Different Persistence levels in Apache Spark are as follows:
- MEMORY_ONLY: In this level, RDD object is stored as a de-serialized Java object in JVM. If an RDD doesn’t fit in the memory, it will be recomputed.
- MEMORY_AND_DISK: In this level, RDD object is stored as a de-serialized Java object in JVM. If an RDD doesn’t fit in the memory, it will be stored on the Disk.
- MEMORY_ONLY_SER: In this level, RDD object is stored as a serialized Java object in JVM. It is more efficient than de-serialized object.
- MEMORY_AND_DISK_SER: In this level, RDD object is stored as a serialized Java object in JVM. If an RDD doesn’t fit in the memory, it will be stored on the Disk.
- DISK_ONLY: In this level, RDD object is stored only on Disk.
47. How will you select the storage level in Apache Spark?
We use storage level to maintain balance between CPU efficiency and Memory usage.
If our RDD objects fit in memory, we use MEMORY_ONLY option. In this option, the performance is very good due to objects being in Memory only.

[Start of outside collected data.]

//! Runtime settings for the `subnet-math` binary.
//!
//! Values come from the process environment; call `dotenv::dotenv()` first to
//! pick up a local `.env` file.

use std::path::PathBuf;

pub const ENV_LOG_CONFIG: &str = "SUBNET_MATH_LOG_CONFIG";
pub const ENV_SIBLING_LIMIT: &str = "SUBNET_MATH_SIBLING_LIMIT";
pub const ENV_SUBNET: &str = "SUBNET_MATH_SUBNET";

const DEFAULT_LOG_CONFIG: &str = "log4rs.yml";
const DEFAULT_SIBLING_LIMIT: usize = 16;

#[derive(Debug, Clone, PartialEq, Eq)]
pub struct Config {
    /// log4rs YAML file.
    pub log_config: PathBuf,
    /// Max number of sibling subnets printed.
    pub sibling_limit: usize,
    /// Subnet used when no arguments are given.
    pub default_subnet: Option<String>,
}

impl Default for Config {
    fn default() -> Self {
        Config {
            log_config: PathBuf::from(DEFAULT_LOG_CONFIG),
            sibling_limit: DEFAULT_SIBLING_LIMIT,
            default_subnet: None,
        }
    }
}

impl Config {
    pub fn from_env() -> Config {
        Config::from_lookup(|key| std::env::var(key).ok())
    }

    /// Build from any key lookup, `from_env` uses the process environment.
    pub fn from_lookup<F>(lookup: F) -> Config
    where
        F: Fn(&str) -> Option<String>,
    {
        let mut config = Config::default();

        if let Some(path) = lookup(ENV_LOG_CONFIG).filter(|p| !p.trim().is_empty()) {
            config.log_config = PathBuf::from(path.trim());
        }

        if let Some(limit) = lookup(ENV_SIBLING_LIMIT) {
            match limit.trim().parse::<usize>() {
                Ok(limit) => config.sibling_limit = limit,
                Err(e) => log::warn!(
                    "{ENV_SIBLING_LIMIT}={limit:?} is not a number ({e}), using {DEFAULT_SIBLING_LIMIT}"
                ),
            }
        }

        config.default_subnet = lookup(ENV_SUBNET)
            .map(|s| s.trim().to_string())
            .filter(|s| !s.is_empty());

        config
    }
}
//! Terminal output utilities.

/// Format a `label: value` line with the label right-aligned to `width`.
///
/// Labels longer than `width` are kept whole.
pub fn format_row<T: ToString>(label: &str, value: T, width: usize) -> String {
    let label = format!("{label}:");
    format!("{label:>width$} {value}", value = value.to_string())
}
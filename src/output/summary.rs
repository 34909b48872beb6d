//! Summary of a single subnet.

use super::terminal::format_row;
use crate::error::Result;
use crate::models::Subnet;
use colored::Colorize;
use itertools::Itertools;

const LABEL_WIDTH: usize = 10;

/// One labelled line of a subnet summary.
#[derive(Debug, Clone, PartialEq, Eq)]
pub struct SummaryRow {
    pub label: &'static str,
    pub value: String,
}

impl SummaryRow {
    fn new<T: ToString>(label: &'static str, value: T) -> Self {
        SummaryRow {
            label,
            value: value.to_string(),
        }
    }
}

/// Build the summary rows for `subnet`, listing at most `sibling_limit`
/// siblings.
pub fn summary_rows(subnet: &Subnet, sibling_limit: usize) -> Result<Vec<SummaryRow>> {
    let siblings = subnet.siblings()?;
    let mut listed = siblings.iter().take(sibling_limit).join(", ");
    if siblings.len() > sibling_limit {
        listed.push_str(&format!(
            "{}(+{} more)",
            if sibling_limit > 0 { ", " } else { "" },
            siblings.len() - sibling_limit
        ));
    }

    Ok(vec![
        SummaryRow::new("subnet", subnet),
        SummaryRow::new("family", subnet.family()),
        SummaryRow::new("mask", subnet.mask()?),
        SummaryRow::new("network", subnet.network()?),
        SummaryRow::new("broadcast", subnet.broadcast()?),
        SummaryRow::new("hosts", subnet.host_count()?),
        SummaryRow::new("siblings", siblings.len()),
        SummaryRow::new("list", listed),
    ])
}

/// Print the summary of `subnet` to stdout.
pub fn print_summary(subnet: &Subnet, sibling_limit: usize) -> Result<()> {
    log::info!("#Start print_summary({subnet}) sibling_limit={sibling_limit}");
    for row in summary_rows(subnet, sibling_limit)? {
        println!("{}", format_row(row.label, row.value.green(), LABEL_WIDTH));
    }
    Ok(())
}
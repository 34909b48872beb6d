use colored::Colorize;
use std::error::Error;
use subnet_math::config::{Config, ENV_SUBNET};
use subnet_math::output::print_summary;
use subnet_math::Subnet;

fn main() -> Result<(), Box<dyn Error>> {
    // Do as little as possible in main.rs as it can't contain any tests
    dotenv::dotenv().ok();
    let config = Config::from_env();
    log4rs::init_file(&config.log_config, Default::default()).map_err(|e| {
        format!(
            "Error initializing log4rs from {}: {e}",
            config.log_config.display()
        )
    })?;
    log::info!("#Start main()");

    let args: Vec<String> = std::env::args().skip(1).collect();
    let parsed = match args.as_slice() {
        [cidr] => Subnet::parse_cidr(cidr),
        [addr, mask] => Subnet::parse(addr, mask),
        [] => match &config.default_subnet {
            Some(cidr) => Subnet::parse_cidr(cidr),
            None => {
                return Err(format!(
                    "usage: subnet-math <address>/<bits|mask> | <address> <mask> (or set {ENV_SUBNET})"
                )
                .into())
            }
        },
        _ => return Err(format!("expected 1 or 2 arguments, got {}", args.len()).into()),
    };

    let subnet = match parsed {
        Ok(subnet) => subnet,
        Err(e) => {
            log::warn!("{failed} to parse {args:?}", failed = "failed".on_red());
            eprintln!("{}", e.to_string().red());
            return Err(e.into());
        }
    };

    print_summary(&subnet, config.sibling_limit)?;
    Ok(())
}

In case our RDD objects cannot fit in memory, we go for MEMORY_ONLY_SER option and select a serialization library that can provide space savings with serialization. This option is also quite fast in performance.
In case our RDD object cannot fit in memory with a big gap in memory vs. total object size, we go for MEMORY_AND_DISK option. In this option some RDD object are stored on Disk.
For fast fault recovery we use replication of objects to multiple partitions.
48. What are the options in Spark to create a Graph?
We can create a Graph in Spark from a collection of vertices and edges. Some of the options in Spark to create a Graph are as follows:
- Graph.apply: This is the simplest option to create graph. We use this option to create a graph from RDDs of vertices and edges.
- Graph.fromEdges: We can also create a graph from RDD of edges. In this option, vertices are created automatically and a default value is assigned to each vertex.
- Graph.fromEdgeTuples: We can also create a graph from only an RDD of tuples.
49. What are the basic Graph operators in Spark?
Some of the common Graph operators in Apache Spark are as follows:
- numEdges
- numVertices
- inDegrees
- outDegrees
- degrees
- vertices
- edges
- persist
- cache
- unpersistVertices
- partitionBy
50. What is the partitioning approach used in GraphX of Apache Spark?
GraphX uses Vertex-cut approach to distributed graph partitioning.
In this approach, a graph is not split along edges. Rather we partition graph along vertices. These vertices can span on multiple machines.
This approach reduces communication and storage overheads.
Edges are assigned to different partitions based on the partition strategy that we select.